An underactive thyroid often occurs when the immune system, which usually fights infection, attacks the thyroid gland. This damages the thyroid, which means it's not able to make enough of the hormone thyroxine, leading to the symptoms of an underactive thyroid.
A condition called Hashimoto's disease is the most common type of autoimmune reaction that causes an underactive thyroid.
Previous thyroid treatment
An underactive thyroid can also occur as a side effect or complication of previous treatment to the thyroid gland, such as surgery or a treatment called radioactive iodine therapy.
These treatments are sometimes used for an overactive thyroid (where the thyroid gland produces too much hormone) or thyroid cancer.
Less common causes
Worldwide, a lack of dietary iodine is a common cause of an underactive thyroid, because the body needs iodine to make thyroxine. However, iodine deficiency is uncommon in the UK.
Babies are sometimes born with an underactive thyroid because the thyroid gland does not develop properly in the womb. This is called congenital hypothyroidism and is uncommon. It's usually picked up during routine screening soon after birth.
A problem with the pituitary gland could lead to an underactive thyroid. The pituitary gland sits at the base of the brain and regulates the thyroid.
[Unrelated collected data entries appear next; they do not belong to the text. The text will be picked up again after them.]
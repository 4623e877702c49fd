use super::client::RemoteTaskClient;
use super::error::{Error, Result};
use super::models::{ComputationStatus, WaitBudget};
use std::sync::Arc;
use tokio::time::Instant;

/// Blocks until a computation reaches a terminal status or the wait budget
/// runs out.
///
/// Unlike the progress tracker this never retries: any fetch failure is
/// returned as-is, so automated callers fail loudly.
#[derive(Clone)]
pub struct ComputationWaiter {
    client: Arc<dyn RemoteTaskClient>,
}

impl ComputationWaiter {
    pub fn new(client: Arc<dyn RemoteTaskClient>) -> Self {
        Self { client }
    }

    /// Poll until the computation is succeeded, failed or cancelled.
    ///
    /// The budget is wall-clock time from this call, including sleeps and
    /// slow fetches. Running out of it yields [`Error::Timeout`], which says
    /// nothing about how the computation itself will end.
    pub async fn wait(&self, computation_id: &str, budget: WaitBudget) -> Result<ComputationStatus> {
        let started = Instant::now();
        let mut polls: u32 = 0;

        loop {
            let remaining = budget.max_total_wait.saturating_sub(started.elapsed());
            let status = match tokio::time::timeout(
                remaining,
                self.client.fetch_computation(computation_id),
            )
            .await
            {
                Ok(result) => result?,
                Err(_) => {
                    log::warn!(
                        "Status fetch for computation {} outlived the wait budget",
                        computation_id
                    );
                    return Err(timeout(computation_id, started));
                }
            };
            polls += 1;

            if status.state.is_terminal() {
                log::info!(
                    "Computation {} {} after {} polls",
                    computation_id,
                    status.state,
                    polls
                );
                return Ok(status);
            }
            log::debug!("Computation {} is {}", computation_id, status.state);

            tokio::time::sleep(budget.poll_interval).await;

            if started.elapsed() > budget.max_total_wait {
                log::warn!(
                    "Computation {} still {} after {:?} ({} polls)",
                    computation_id,
                    status.state,
                    budget.max_total_wait,
                    polls
                );
                return Err(timeout(computation_id, started));
            }
        }
    }
}

fn timeout(computation_id: &str, started: Instant) -> Error {
    Error::Timeout {
        computation_id: computation_id.to_string(),
        waited: started.elapsed(),
    }
}
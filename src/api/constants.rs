//! API constants for the compute platform and its identity provider

use std::time::Duration;

/// Tokens are treated as expired this long before the provider says they are
pub const TOKEN_SAFETY_MARGIN: Duration = Duration::from_secs(10);

/// Progress endpoint for a task
pub fn task_progress_endpoint(base_url: &str, task_id: &str) -> String {
    format!(
        "{}/tasks/{}/progress",
        base_url.trim_end_matches('/'),
        urlencoding::encode(task_id)
    )
}

/// Status endpoint for a computation
pub fn computation_endpoint(base_url: &str, computation_id: &str) -> String {
    format!(
        "{}/computations/{}",
        base_url.trim_end_matches('/'),
        urlencoding::encode(computation_id)
    )
}

/// OpenID Connect token endpoint for a realm
pub fn token_endpoint(issuer_url: &str, realm: &str) -> String {
    format!(
        "{}/realms/{}/protocol/openid-connect/token",
        issuer_url.trim_end_matches('/'),
        urlencoding::encode(realm)
    )
}

/// Header names and fixed values
pub mod headers {
    pub const AUTHORIZATION: &str = "Authorization";
    pub const ACCEPT: &str = "Accept";
    pub const USER_AGENT: &str = "User-Agent";

    pub const CONTENT_TYPE_JSON: &str = "application/json";

    pub fn bearer(token: &str) -> String {
        format!("Bearer {}", token)
    }

    pub fn user_agent() -> String {
        format!("compute-cli/{}", env!("CARGO_PKG_VERSION"))
    }
}

/// OAuth2 grant types
pub mod grants {
    pub const CLIENT_CREDENTIALS: &str = "client_credentials";
    pub const PASSWORD: &str = "password";
    pub const REFRESH_TOKEN: &str = "refresh_token";
}

/// Polling defaults
pub mod polling {
    use std::time::Duration;

    pub const TRACKER_INTERVAL: Duration = Duration::from_millis(500);
    pub const TRACKER_ERROR_TOLERANCE: u32 = 5;
    /// Fraction of the poll interval slept after a transient fetch failure
    pub const NOT_FOUND_BACKOFF: f64 = 0.5;

    pub const WAITER_INTERVAL: Duration = Duration::from_secs(1);
    pub const WAITER_MAX_WAIT: Duration = Duration::from_secs(600);
}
Therefore, damage to the pituitary gland may lead to an underactive thyroid.
An underactive thyroid has also been linked to some viral infections or some medicines used to treat other conditions, such as:
- lithium – a medicine sometimes used to treat certain mental health conditions, including depression and bipolar disorder
- amiodarone – a medicine sometimes used to treat irregular heartbeats (arrhythmias)
- interferons – a class of medicine sometimes used to treat certain types of cancer and hepatitis C
Speak to your GP or specialist if you're concerned that a medication you're taking may be affecting your thyroid hormone levels.